Reading Time: 5 minutes

“They took it out in pieces,” she told me.  

My friend was discussing a pregnancy that she had very much wanted as a married woman in her 20s. It had failed inside her and had to be removed, as she said, in pieces. Otherwise, she would have died of sepsis. She was devastated by this loss. Whether this is what led to the failure of her marriage a year or so later is anybody’s guess.

Women often feel guilty if their pregnancy miscarries. Religious women are often told that their bodies are the result of “Intelligent Design,” and the expectation is that their bodies are the perfect retorts for growing and continuing a pregnancy.  Even those who are not religious tend to think that our bodies, having evolved over millions of years, must be nearly perfectly adapted for the process of carrying a pregnancy and giving birth. 

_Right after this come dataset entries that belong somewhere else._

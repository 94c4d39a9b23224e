//! Hand a materialized result to disk: JSONL (one object per row), a JSON array, or TSV.
//! Each writer goes through a temp file that is promoted atomically.

use crate::result::ResultSet;
use crate::util::{create_with_backoff, replace_file_atomic_backoff};
use anyhow::{Context, Result};
use std::fs::{self, File};
use std::io::{BufWriter, Write};
use std::path::{Path, PathBuf};

const WRITE_BUF: usize = 256 * 1024;

/// Buffered writer over `<dest>.tmp`, promoted to `dest` by `finish`.
struct AtomicWriter {
    tmp: PathBuf,
    dest: PathBuf,
    w: BufWriter<File>,
}

impl AtomicWriter {
    fn create(dest: &Path) -> Result<Self> {
        if let Some(parent) = dest.parent() {
            if !parent.as_os_str().is_empty() {
                fs::create_dir_all(parent).with_context(|| format!("create {}", parent.display()))?;
            }
        }
        let mut tmp = dest.as_os_str().to_owned();
        tmp.push(".tmp");
        let tmp = PathBuf::from(tmp);
        let f = create_with_backoff(&tmp, 16, 50).with_context(|| format!("create {}", tmp.display()))?;
        Ok(Self { tmp, dest: dest.to_path_buf(), w: BufWriter::with_capacity(WRITE_BUF, f) })
    }

    fn finish(mut self) -> Result<()> {
        self.w.flush().with_context(|| format!("flush {}", self.tmp.display()))?;
        drop(self.w);
        replace_file_atomic_backoff(&self.tmp, &self.dest)
    }
}

/// One JSON object per line, keys in column order.
pub fn write_jsonl(rs: &ResultSet, out_path: &Path) -> Result<u64> {
    let mut aw = AtomicWriter::create(out_path)?;
    let mut n = 0u64;
    for rec in rs.records() {
        serde_json::to_writer(&mut aw.w, &rec)?;
        aw.w.write_all(b"\n")?;
        n += 1;
    }
    aw.finish()?;
    tracing::info!(path=%out_path.display(), rows=n, "wrote JSONL");
    Ok(n)
}

pub fn write_json_array(rs: &ResultSet, out_path: &Path, pretty: bool) -> Result<u64> {
    let mut aw = AtomicWriter::create(out_path)?;
    let mut n = 0u64;
    aw.w.write_all(if pretty { b"[\n" } else { b"[" })?;
    for rec in rs.records() {
        if n > 0 {
            aw.w.write_all(if pretty { b",\n" } else { b"," })?;
        }
        if pretty {
            serde_json::to_writer_pretty(&mut aw.w, &rec)?;
        } else {
            serde_json::to_writer(&mut aw.w, &rec)?;
        }
        n += 1;
    }
    aw.w.write_all(if pretty { b"\n]" } else { b"]" })?;
    aw.finish()?;
    tracing::info!(path=%out_path.display(), rows=n, "wrote JSON array");
    Ok(n)
}

/// Header line of column names, then one line per row. Backslash, tab, CR and LF inside
/// values are escaped as `\\`, `\t`, `\r` and `\n`.
pub fn write_tsv(rs: &ResultSet, out_path: &Path) -> Result<u64> {
    let mut aw = AtomicWriter::create(out_path)?;
    writeln!(aw.w, "{}", rs.columns().iter().map(|c| tsv_field(c)).collect::<Vec<_>>().join("\t"))?;
    let mut n = 0u64;
    for row in rs.rows() {
        let line: Vec<String> = row.iter().map(|v| tsv_field(&v.to_string())).collect();
        writeln!(aw.w, "{}", line.join("\t"))?;
        n += 1;
    }
    aw.finish()?;
    tracing::info!(path=%out_path.display(), rows=n, "wrote TSV");
    Ok(n)
}

fn tsv_field(s: &str) -> String {
    let mut out = String::with_capacity(s.len());
    for c in s.chars() {
        match c {
            '\\' => out.push_str("\\\\"),
            '\t' => out.push_str("\\t"),
            '\n' => out.push_str("\\n"),
            '\r' => out.push_str("\\r"),
            c => out.push(c),
        }
    }
    out
}
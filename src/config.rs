use std::time::Duration;

pub const DEFAULT_API_BASE: &str = "https://bigquery.googleapis.com/bigquery/v2";

/// Lower bound for a single status wait.
pub const MIN_POLL_INTERVAL: Duration = Duration::from_millis(1);

/// Executor options with sensible defaults and builder chaining.
#[derive(Clone, Debug)]
pub struct ExecutorOptions {
    pub max_bytes_billed: Option<u64>, // billing ceiling; None leaves the project default
    pub poll_interval: Duration,       // upper bound of each status wait
    pub job_id_prefix: String,
    pub use_legacy_sql: bool,
    pub location: Option<String>,      // e.g. "US"; forwarded with every job call
    pub page_size: Option<u32>,        // rows per result page; None lets the service decide
    pub fetch_retries: usize,          // extra unpack attempts after a transient fetch error
    pub retry_delay: Duration,         // multiplied by the attempt number
    pub progress: bool,                // show spinner / row bar
    pub progress_label: Option<String>,
}

impl Default for ExecutorOptions {
    fn default() -> Self {
        Self {
            max_bytes_billed: Some(1_000_000_000),
            poll_interval: Duration::from_secs(1),
            job_id_prefix: "default".to_string(),
            use_legacy_sql: false,
            location: None,
            page_size: None,
            fetch_retries: 3,
            retry_delay: Duration::from_millis(500),
            progress: true,
            progress_label: None,
        }
    }
}

impl ExecutorOptions {
    pub fn with_max_bytes_billed(mut self, bytes: u64) -> Self {
        self.max_bytes_billed = Some(bytes);
        self
    }
    pub fn without_billing_limit(mut self) -> Self {
        self.max_bytes_billed = None;
        self
    }
    pub fn with_poll_interval(mut self, interval: Duration) -> Self {
        self.poll_interval = interval.max(MIN_POLL_INTERVAL);
        self
    }
    /// Job ids are `<prefix><utc stamp>_<seq>`; characters outside `[A-Za-z0-9_-]` become `_`.
    pub fn with_job_id_prefix(mut self, prefix: impl AsRef<str>) -> Self {
        self.job_id_prefix = prefix
            .as_ref()
            .chars()
            .map(|c| if c.is_ascii_alphanumeric() || c == '_' || c == '-' { c } else { '_' })
            .collect();
        self
    }
    pub fn with_legacy_sql(mut self, yes: bool) -> Self {
        self.use_legacy_sql = yes;
        self
    }
    pub fn with_location(mut self, location: impl Into<String>) -> Self {
        self.location = Some(location.into());
        self
    }
    pub fn with_page_size(mut self, rows: u32) -> Self {
        self.page_size = Some(rows.max(1));
        self
    }
    pub fn with_fetch_retries(mut self, retries: usize) -> Self {
        self.fetch_retries = retries;
        self
    }
    pub fn with_retry_delay(mut self, delay: Duration) -> Self {
        self.retry_delay = delay;
        self
    }
    pub fn with_progress(mut self, yes: bool) -> Self {
        self.progress = yes;
        self
    }
    pub fn with_progress_label(mut self, label: impl Into<String>) -> Self {
        self.progress_label = Some(label.into());
        self
    }
}

/// Connection settings for the REST backend. The access token is opaque:
/// obtaining and refreshing it is the caller's business.
#[derive(Clone)]
pub struct RestConfig {
    pub project_id: String,
    pub access_token: String,
    pub api_base: String,
    pub http_slack: Duration, // added to the poll timeout for the HTTP client timeout
    pub user_agent: String,
}

impl RestConfig {
    pub fn new(project_id: impl Into<String>, access_token: impl Into<String>) -> Self {
        Self {
            project_id: project_id.into(),
            access_token: access_token.into(),
            api_base: DEFAULT_API_BASE.to_string(),
            http_slack: Duration::from_secs(30),
            user_agent: concat!("rbq/", env!("CARGO_PKG_VERSION")).to_string(),
        }
    }
    pub fn with_api_base(mut self, base: impl AsRef<str>) -> Self {
        self.api_base = base.as_ref().trim_end_matches('/').to_string();
        self
    }
    pub fn with_http_slack(mut self, slack: Duration) -> Self {
        self.http_slack = slack;
        self
    }
    pub fn with_user_agent(mut self, ua: impl Into<String>) -> Self {
        self.user_agent = ua.into();
        self
    }
}

impl std::fmt::Debug for RestConfig {
    fn fmt(&self, f: &mut std::fmt::Formatter<'_>) -> std::fmt::Result {
        f.debug_struct("RestConfig")
            .field("project_id", &self.project_id)
            .field("access_token", &"<redacted>")
            .field("api_base", &self.api_base)
            .field("http_slack", &self.http_slack)
            .field("user_agent", &self.user_agent)
            .finish()
    }
}
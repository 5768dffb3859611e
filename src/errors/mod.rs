//! Scan error taxonomy shared by the orchestrator and its callers.

use std::path::PathBuf;

/// Errors raised while running one scan.
///
/// Every variant is non-retryable from the queue's point of view: a follow-up
/// scan is scheduled externally, so redelivering the message would only
/// double-invoke the inspector.
#[derive(Debug, thiserror::Error)]
pub enum ScanError {
    #[error("Configuration error: {0}")]
    Config(String),

    #[error("Plugin {plugin} timed out after {seconds}s")]
    Timeout { plugin: String, seconds: u64 },

    #[error("Inspector exited with {exit_code:?}: {stderr}")]
    Inspector {
        exit_code: Option<i32>,
        stderr: String,
    },

    #[error("Failed to parse inspector output ({output_len} bytes): {message}")]
    Parse { output_len: usize, message: String },

    #[error("Output file already exists: {0}")]
    Conflict(PathBuf),

    #[error("Invalid queue message: {0}")]
    InvalidMessage(String),

    #[error("RPC error: {0}")]
    Rpc(String),

    #[error("I/O error: {0}")]
    Io(#[from] std::io::Error),
}

impl ScanError {
    /// Check whether this is a per-plugin timeout, which drops that plugin's
    /// results but never fails the scan.
    pub fn is_timeout(&self) -> bool {
        matches!(self, Self::Timeout { .. })
    }

    /// Whether the queue framework may redeliver the triggering message.
    /// Always false: the next scheduled scan supersedes a failed one.
    pub fn is_retryable(&self) -> bool {
        false
    }
}
//! Scan handling: resolve the data source, run the scan, deliver findings,
//! and close out the scan-status record.

use chrono::{DateTime, Utc};
use tokio_util::sync::CancellationToken;
use tracing::{error, info};

use crate::clients::{
    AlertClient, ClearScoreRequest, DataSourceClient, FindingClient, FindingUpsert,
    RecommendUpsert, ResourceUpsert, CLOUDSPLOIT_DATA_SOURCE, FINDING_MAX_SCORE,
};
use crate::errors::ScanError;
use crate::models::datasource::{DataSourceStatus, GcpDataSource};
use crate::models::finding::{RawFinding, ScanRequest, ScanResult};
use crate::queue::ScanMessage;
use crate::services::dispatcher::ScanDispatcher;
use crate::services::score;

/// Upper bound on the status_detail text sent upstream.
const MAX_STATUS_DETAIL_CHARS: usize = 200;

/// Drives one scan end to end and adapts its results to the upstream
/// finding/resource/tag/recommend schema.
pub struct ScanHandler<D, F, A> {
    dispatcher: ScanDispatcher,
    datasource: D,
    finding: F,
    alert: A,
}

impl<D, F, A> ScanHandler<D, F, A>
where
    D: DataSourceClient,
    F: FindingClient,
    A: AlertClient,
{
    pub fn new(dispatcher: ScanDispatcher, datasource: D, finding: F, alert: A) -> Self {
        Self {
            dispatcher,
            datasource,
            finding,
            alert,
        }
    }

    /// Handle one scan-request message.
    ///
    /// Every error is non-retryable: the scan-status record is marked ERROR
    /// and the next scheduled scan supersedes this one.
    pub async fn handle_scan(
        &self,
        message: &ScanMessage,
        correlation_id: &str,
        parent: &CancellationToken,
    ) -> Result<(), ScanError> {
        let data_source = self
            .datasource
            .get_gcp_data_source(
                message.gcp_id,
                message.project_id,
                message.google_data_source_id,
            )
            .await?
            .ok_or_else(|| {
                ScanError::Rpc(format!(
                    "gcp data source not found: gcp_id={} google_data_source_id={}",
                    message.gcp_id, message.google_data_source_id
                ))
            })?;
        let scan_start = Utc::now();
        let request = ScanRequest {
            gcp_project_id: data_source.gcp_project_id.clone(),
            correlation_id: correlation_id.to_string(),
        };

        let result = match self.dispatcher.dispatch(&request, parent).await {
            Ok(result) => result,
            Err(err) => {
                self.mark_status(&data_source, DataSourceStatus::Error, &err.to_string())
                    .await;
                return Err(err);
            }
        };
        if let Err(err) = self
            .deliver(message, &data_source, &result, scan_start)
            .await
        {
            self.mark_status(&data_source, DataSourceStatus::Error, &err.to_string())
                .await;
            return Err(err);
        }
        info!(
            project = %data_source.gcp_project_id,
            findings = result.findings.len(),
            "scan delivered"
        );
        self.mark_status(&data_source, DataSourceStatus::Ok, &result.unknown_summary)
            .await;

        if !message.scan_only {
            self.alert.analyze_alert(message.project_id).await?;
        }
        Ok(())
    }

    async fn deliver(
        &self,
        message: &ScanMessage,
        data_source: &GcpDataSource,
        result: &ScanResult,
        scan_start: DateTime<Utc>,
    ) -> Result<(), ScanError> {
        for finding in &result.findings {
            let plugin_key = finding.plugin_key();
            let finding_score =
                score::score(self.dispatcher.catalog(), &plugin_key, &finding.status);
            if finding_score == 0.0 {
                self.upsert_resource(message, data_source, finding).await?;
            } else {
                self.upsert_finding(message, data_source, finding, &plugin_key, finding_score)
                    .await?;
            }
        }
        self.finding
            .clear_score(&ClearScoreRequest {
                data_source: CLOUDSPLOIT_DATA_SOURCE.to_string(),
                project_id: message.project_id,
                tag: vec![data_source.gcp_project_id.clone()],
                before_at: scan_start,
            })
            .await
    }

    /// Score 0.0: the resource passed its check and is registered as a
    /// tagged asset instead of a finding.
    async fn upsert_resource(
        &self,
        message: &ScanMessage,
        data_source: &GcpDataSource,
        finding: &RawFinding,
    ) -> Result<(), ScanError> {
        let resource_id = self
            .finding
            .put_resource(&ResourceUpsert {
                project_id: message.project_id,
                resource_name: finding.resource.clone(),
            })
            .await?;
        let category = finding.category.to_lowercase();
        for tag in [
            "google",
            "gcp",
            data_source.gcp_project_id.as_str(),
            category.as_str(),
        ] {
            self.finding
                .tag_resource(message.project_id, resource_id, tag)
                .await?;
        }
        Ok(())
    }

    async fn upsert_finding(
        &self,
        message: &ScanMessage,
        data_source: &GcpDataSource,
        finding: &RawFinding,
        plugin_key: &str,
        finding_score: f32,
    ) -> Result<(), ScanError> {
        let finding_id = self
            .finding
            .put_finding(&FindingUpsert {
                data_source: CLOUDSPLOIT_DATA_SOURCE.to_string(),
                data_source_id: finding.data_source_id.clone(),
                resource_name: finding.resource.clone(),
                project_id: message.project_id,
                original_score: finding_score,
                original_max_score: FINDING_MAX_SCORE,
                description: finding.description.clone(),
                data: serde_json::to_value(finding).unwrap_or(serde_json::Value::Null),
            })
            .await?;

        let category = finding.category.to_lowercase();
        let mut tags: Vec<&str> = vec![
            "google",
            "gcp",
            "cloudsploit",
            data_source.gcp_project_id.as_str(),
            category.as_str(),
            finding.plugin.as_str(),
        ];
        tags.extend(finding.tags.iter().map(String::as_str));
        for tag in tags {
            self.finding
                .tag_finding(message.project_id, finding_id, tag)
                .await?;
        }

        if let Some(recommend) = self.dispatcher.catalog().recommendation(plugin_key) {
            self.finding
                .put_recommend(&RecommendUpsert {
                    project_id: message.project_id,
                    data_source: CLOUDSPLOIT_DATA_SOURCE.to_string(),
                    recommend_type: plugin_key.to_string(),
                    risk: recommend.risk.clone().unwrap_or_default(),
                    recommendation: recommend.recommendation.clone().unwrap_or_default(),
                })
                .await?;
        }
        Ok(())
    }

    /// Status updates are best-effort: a failure here must not mask the
    /// scan outcome being reported.
    async fn mark_status(&self, data_source: &GcpDataSource, status: DataSourceStatus, detail: &str) {
        let mut updated = data_source.clone();
        updated.status = status;
        updated.status_detail = truncate_detail(detail);
        updated.scan_at = Some(Utc::now());
        if let Err(err) = self.datasource.attach_gcp_data_source(&updated).await {
            error!(%err, ?status, "failed to update scan status");
        }
    }
}

fn truncate_detail(detail: &str) -> String {
    detail.chars().take(MAX_STATUS_DETAIL_CHARS).collect()
}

Yes, our bodies did evolve. But evolution’s standard for the success of a system is not perfection, or even near-perfection. The standard for success in an evolved system is, “It doesn’t cause death before reproduction too often.” That’s a pretty low standard. It takes no account of human suffering, and it certainly takes no account of the occasional unsuccessful embryo. So long as enough people survive to reproduce, the species keeps going. Deaths or disfigurements in individual conceptuses don’t matter, so long as the population itself continues.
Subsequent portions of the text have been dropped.